For my sixtieth birthday my friend Lang Clay sent me a print of the portrait above which he took of me in my loft on 21st Street in New York City around 1973.
He took it with an 8 x 10 view camera, with existing light using a long exposure. He was trying to recapture the aura of 19th-Century photographic portraits, in which the subjects always look uncannily composed and serene, as if posing for the gaze of eternity. This was in large measure due to the long exposure times required back then — one has to compose oneself to stay still for such a length of time.

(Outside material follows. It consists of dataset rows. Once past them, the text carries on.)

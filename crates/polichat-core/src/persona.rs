//! Personas: the configured identity a model speaks as.
//!
//! A persona owns a slug id, a few identity fields and any number of markdown
//! knowledge files. The system prompt for a chat is assembled on request from
//! those pieces plus what the persona remembers about the user.

use chrono::{DateTime, Utc};
use serde::{Deserialize, Serialize};

use crate::{Error, Result, intimacy::Intimacy, memory::UserMemory};

/// Upper bound on knowledge text embedded into one system prompt.
pub const KNOWLEDGE_BUDGET_CHARS: usize = 12_000;

/// Chunk size used for knowledge retrieval.
pub const KNOWLEDGE_CHUNK_CHARS: usize = 800;

// ─── Types ───────────────────────────────────────────────────────────────────

#[derive(Debug, Clone, PartialEq, Eq, Serialize, Deserialize)]
pub struct Persona {
  /// Lowercase slug, e.g. `kim-minjun`.
  pub id:           String,
  pub name:         String,
  pub party:        Option<String>,
  /// Office or role, e.g. "국회의원".
  pub title:        Option<String>,
  /// Free-form description of the speaking style.
  pub tone:         Option<String>,
  #[serde(default)]
  pub catchphrases: Vec<String>,
  /// Political positions and background, usually the markdown body.
  #[serde(default)]
  pub stance:       String,
  pub updated_at:   DateTime<Utc>,
}

/// A markdown document attached to a persona.
#[derive(Debug, Clone, PartialEq, Eq, Serialize, Deserialize)]
pub struct KnowledgeFile {
  pub persona_id: String,
  /// File name, unique per persona (e.g. `speech-style.md`).
  pub name:       String,
  pub content:    String,
  pub updated_at: DateTime<Utc>,
}

/// A paragraph-sized piece of a knowledge file returned by retrieval.
#[derive(Debug, Clone, PartialEq, Eq, Serialize, Deserialize)]
pub struct KnowledgeChunk {
  pub persona_id: String,
  pub source:     String,
  pub text:       String,
}

// ─── Validation and parsing ──────────────────────────────────────────────────

/// Accept `[a-z0-9-]+` without leading/trailing hyphens.
pub fn validate_id(id: &str) -> Result<()> {
  let valid = !id.is_empty()
    && id.len() <= 64
    && !id.starts_with('-')
    && !id.ends_with('-')
    && id
      .bytes()
      .all(|b| b.is_ascii_lowercase() || b.is_ascii_digit() || b == b'-');
  if valid { Ok(()) } else { Err(Error::InvalidPersonaId(id.to_owned())) }
}

impl Persona {
  /// Parse a static persona file.
  ///
  /// ```text
  /// ---
  /// name: 김민준
  /// party: 미래당
  /// catchphrases: 국민만 보고 갑니다, 현장에 답이 있습니다
  /// ---
  /// 경제 성장과 지역 균형 발전을 강조한다.
  /// ```
  pub fn from_markdown(id: &str, text: &str) -> Result<Self> {
    validate_id(id)?;
    let (front, body) = split_frontmatter(text);

    let mut persona = Persona {
      id:           id.to_owned(),
      name:         String::new(),
      party:        None,
      title:        None,
      tone:         None,
      catchphrases: Vec::new(),
      stance:       body.trim().to_owned(),
      updated_at:   Utc::now(),
    };

    for line in front.lines() {
      let Some((key, value)) = line.split_once(':') else { continue };
      let value = value.trim();
      if value.is_empty() {
        continue;
      }
      match key.trim() {
        "name" => persona.name = value.to_owned(),
        "party" => persona.party = Some(value.to_owned()),
        "title" => persona.title = Some(value.to_owned()),
        "tone" => persona.tone = Some(value.to_owned()),
        "catchphrases" => {
          persona.catchphrases = value
            .split(',')
            .map(str::trim)
            .filter(|s| !s.is_empty())
            .map(str::to_owned)
            .collect();
        }
        _ => {}
      }
    }

    if persona.name.is_empty() {
      return Err(Error::MissingPersonaName(id.to_owned()));
    }
    Ok(persona)
  }

  /// "이름 (정당 직함)" for prompts and transcripts.
  pub fn display_name(&self) -> String {
    match (&self.party, &self.title) {
      (Some(p), Some(t)) => format!("{} ({p} {t})", self.name),
      (Some(x), None) | (None, Some(x)) => format!("{} ({x})", self.name),
      (None, None) => self.name.clone(),
    }
  }
}

fn split_frontmatter(text: &str) -> (&str, &str) {
  let trimmed = text.trim_start_matches('\u{feff}');
  let Some(rest) = trimmed.strip_prefix("---") else {
    return ("", trimmed);
  };
  let rest = rest.trim_start_matches(['\r', '\n']);
  match rest.find("\n---") {
    Some(end) => {
      let front = &rest[..end];
      let body = &rest[end + 4..];
      (front, body.trim_start_matches(['\r', '\n']))
    }
    None => ("", trimmed),
  }
}

/// Split a knowledge document into blank-line separated chunks of at most
/// `max_chars` characters. Oversized paragraphs are cut on char boundaries.
pub fn chunk_knowledge(text: &str, max_chars: usize) -> Vec<String> {
  let max_chars = max_chars.max(1);
  let mut chunks = Vec::new();
  let mut current = String::new();

  for para in text.split("\n\n").map(str::trim).filter(|p| !p.is_empty()) {
    let para_len = para.chars().count();
    let cur_len = current.chars().count();

    if cur_len > 0 && cur_len + 2 + para_len > max_chars {
      chunks.push(std::mem::take(&mut current));
    }

    if para_len > max_chars {
      let chars: Vec<char> = para.chars().collect();
      for piece in chars.chunks(max_chars) {
        chunks.push(piece.iter().collect());
      }
      continue;
    }

    if !current.is_empty() {
      current.push_str("\n\n");
    }
    current.push_str(para);
  }

  if !current.is_empty() {
    chunks.push(current);
  }
  chunks
}

/// Retrieval over a persona's knowledge: chunks containing any whitespace
/// separated query term, ranked by total hits, best first.
pub fn rank_chunks(files: &[KnowledgeFile], query: &str, limit: usize) -> Vec<KnowledgeChunk> {
  let terms: Vec<String> = query
    .split_whitespace()
    .filter(|t| t.chars().count() >= 2)
    .map(str::to_lowercase)
    .collect();
  if terms.is_empty() || limit == 0 {
    return Vec::new();
  }

  let mut scored: Vec<(usize, KnowledgeChunk)> = files
    .iter()
    .flat_map(|f| {
      chunk_knowledge(&f.content, KNOWLEDGE_CHUNK_CHARS).into_iter().map(|text| KnowledgeChunk {
        persona_id: f.persona_id.clone(),
        source: f.name.clone(),
        text,
      })
    })
    .filter_map(|chunk| {
      let haystack = chunk.text.to_lowercase();
      let hits: usize = terms.iter().map(|t| haystack.matches(t.as_str()).count()).sum();
      (hits > 0).then_some((hits, chunk))
    })
    .collect();

  // Stable sort keeps document order among equal scores.
  scored.sort_by(|a, b| b.0.cmp(&a.0));
  scored.into_iter().take(limit).map(|(_, c)| c).collect()
}

// ─── System prompt ───────────────────────────────────────────────────────────

/// Builder for the chat system prompt of one persona.
pub struct SystemPrompt<'a> {
  persona:   &'a Persona,
  knowledge: &'a [KnowledgeFile],
  retrieved: &'a [KnowledgeChunk],
  memory:    Option<&'a UserMemory>,
  intimacy:  Option<&'a Intimacy>,
}

impl<'a> SystemPrompt<'a> {
  pub fn new(persona: &'a Persona) -> Self {
    Self { persona, knowledge: &[], retrieved: &[], memory: None, intimacy: None }
  }

  pub fn knowledge(mut self, files: &'a [KnowledgeFile]) -> Self {
    self.knowledge = files;
    self
  }

  pub fn retrieved(mut self, chunks: &'a [KnowledgeChunk]) -> Self {
    self.retrieved = chunks;
    self
  }

  pub fn memory(mut self, memory: Option<&'a UserMemory>) -> Self {
    self.memory = memory;
    self
  }

  pub fn intimacy(mut self, intimacy: Option<&'a Intimacy>) -> Self {
    self.intimacy = intimacy;
    self
  }

  pub fn build(&self) -> String {
    let p = self.persona;
    let mut out = format!(
      "당신은 {}입니다. 대한민국 정치인 {}의 AI 페르소나로서 사용자와 1:1로 대화합니다.\n",
      p.display_name(),
      p.name
    );
    out.push_str("실제 인물의 공개된 입장과 말투를 따르되, 확인되지 않은 사실을 지어내지 마세요.\n");
    out.push_str("답변은 메신저 대화처럼 짧은 문장 몇 개로 하세요.\n");

    if let Some(tone) = &p.tone {
      out.push_str(&format!("\n말투: {tone}\n"));
    }
    if !p.catchphrases.is_empty() {
      out.push_str(&format!("자주 쓰는 표현: {}\n", p.catchphrases.join(" / ")));
    }
    if !p.stance.is_empty() {
      out.push_str(&format!("\n# 입장과 배경\n{}\n", p.stance));
    }

    let mut budget = KNOWLEDGE_BUDGET_CHARS;
    for file in self.knowledge {
      if budget == 0 {
        break;
      }
      let body: String = file.content.chars().take(budget).collect();
      budget -= body.chars().count();
      out.push_str(&format!("\n## {}\n{}\n", file.name, body.trim()));
    }

    if !self.retrieved.is_empty() {
      out.push_str("\n# 관련 자료\n");
      for chunk in self.retrieved {
        out.push_str(&format!("- ({}) {}\n", chunk.source, chunk.text.trim()));
      }
    }

    if let Some(m) = self.memory.filter(|m| m.total_messages > 0 || !m.facts.is_empty()) {
      out.push_str("\n# 이 사용자에 대해 기억하는 것\n");
      if m.total_messages > 0 {
        out.push_str(&format!(
          "지금까지 {}개의 메시지를 주고받았고 호감도는 {}/100입니다.\n",
          m.total_messages, m.affinity_score
        ));
      }
      for fact in &m.facts {
        out.push_str(&format!("- {fact}\n"));
      }
    }

    if let Some(i) = self.intimacy {
      out.push_str(&format!(
        "\n친밀도 레벨 {}: 레벨이 높을수록 더 편하고 친근하게 대하세요.\n",
        i.level
      ));
    }

    out
  }
}

#[cfg(test)]
mod tests {
  use super::*;

  const SAMPLE: &str = "---\nname: 김민준\nparty: 미래당\ntitle: 국회의원\ncatchphrases: 국민만 보고 갑니다, 현장에 답이 있습니다\n---\n경제 성장을 강조한다.\n";

  #[test]
  fn parses_frontmatter_and_body() {
    let p = Persona::from_markdown("kim-minjun", SAMPLE).unwrap();
    assert_eq!(p.name, "김민준");
    assert_eq!(p.party.as_deref(), Some("미래당"));
    assert_eq!(p.catchphrases.len(), 2);
    assert_eq!(p.stance, "경제 성장을 강조한다.");
    assert_eq!(p.display_name(), "김민준 (미래당 국회의원)");
  }

  #[test]
  fn missing_name_is_an_error() {
    let err = Persona::from_markdown("x", "---\nparty: 무소속\n---\nbody").unwrap_err();
    assert!(matches!(err, Error::MissingPersonaName(_)));
  }

  #[test]
  fn rejects_bad_ids() {
    assert!(validate_id("kim-minjun").is_ok());
    assert!(validate_id("Kim").is_err());
    assert!(validate_id("-kim").is_err());
    assert!(validate_id("").is_err());
    assert!(validate_id("../etc").is_err());
  }

  #[test]
  fn chunking_respects_limit() {
    let text = "첫 문단입니다.\n\n둘째 문단입니다.\n\n셋째 문단은 조금 더 깁니다.";
    let chunks = chunk_knowledge(text, 20);
    assert!(chunks.len() >= 2);
    assert!(chunks.iter().all(|c| c.chars().count() <= 20));

    let long = "가".repeat(45);
    let chunks = chunk_knowledge(&long, 20);
    assert_eq!(chunks.len(), 3);
  }

  #[test]
  fn ranking_prefers_more_hits() {
    let file = |name: &str, content: &str| KnowledgeFile {
      persona_id: "kim".into(),
      name:       name.into(),
      content:    content.into(),
      updated_at: Utc::now(),
    };
    let files = vec![
      file("a.md", "부동산 정책은 시장에 맡겨야 합니다."),
      file("b.md", "부동산 세제와 부동산 공급을 함께 봐야 합니다.\n\n교육은 별개입니다."),
      file("c.md", "외교 현안입니다."),
    ];
    let hits = rank_chunks(&files, "부동산", 5);
    assert_eq!(hits.len(), 2);
    assert_eq!(hits[0].source, "b.md");
    assert!(rank_chunks(&files, "  ", 5).is_empty());
  }

  #[test]
  fn prompt_includes_memory_and_knowledge() {
    let p = Persona::from_markdown("kim-minjun", SAMPLE).unwrap();
    let files = vec![KnowledgeFile {
      persona_id: p.id.clone(),
      name:       "policy.md".into(),
      content:    "기본소득 반대".into(),
      updated_at: Utc::now(),
    }];
    let mut memory = UserMemory::new("u1", &p.id);
    memory.record_message();
    memory.add_fact("대학생");

    let prompt = SystemPrompt::new(&p).knowledge(&files).memory(Some(&memory)).build();
    assert!(prompt.contains("## policy.md"));
    assert!(prompt.contains("기본소득 반대"));
    assert!(prompt.contains("- 대학생"));
    assert!(prompt.contains("국민만 보고 갑니다"));
  }

  #[test]
  fn facts_reach_prompt_before_first_message() {
    let p = Persona::from_markdown("kim-minjun", SAMPLE).unwrap();
    let mut memory = UserMemory::new("u1", &p.id);
    memory.add_fact("부산 출신");

    let prompt = SystemPrompt::new(&p).memory(Some(&memory)).build();
    assert!(prompt.contains("# 이 사용자에 대해 기억하는 것"));
    assert!(prompt.contains("- 부산 출신"));
    assert!(!prompt.contains("메시지를 주고받았고"));

    let blank = UserMemory::new("u1", &p.id);
    let prompt = SystemPrompt::new(&p).memory(Some(&blank)).build();
    assert!(!prompt.contains("기억하는 것"));
  }
}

The print Lang sent me was enormous — roughly 18 x 23 inches. A print that size really reveals the astonishing amount of “information” contained in a properly exposed 8 x 10 negative, which produces an almost 3D effect. The presence of my long-vanished self is intense in the image, and thus doubly melancholy and spiritual — I seem to be looking into my future with perfect calm, as the subjects of 19th-Century photographic portraits look into our time, a time in which they no longer exist.
In the portrait, I too have entered history — my twenty-three year-old self seems as far off as the Battle Of Antietam, as indeed in some sense it is. And yet it only tells part of the truth, because I feel, and in some real ways am, younger now than I was when the portrait was taken. (Below, another image from the same session.)
Time has roughed me up, but it has also opened me up — and that’s another sort of mystery photographs can illuminate, as they age along with us through the years.
I keep thinking of what my current self could tell that young man in the pictures — don’t be so afraid, don’t be so closed off, don’t be so cynical . . . time is your best friend. But I know him — he wouldn’t have listened to a word of it.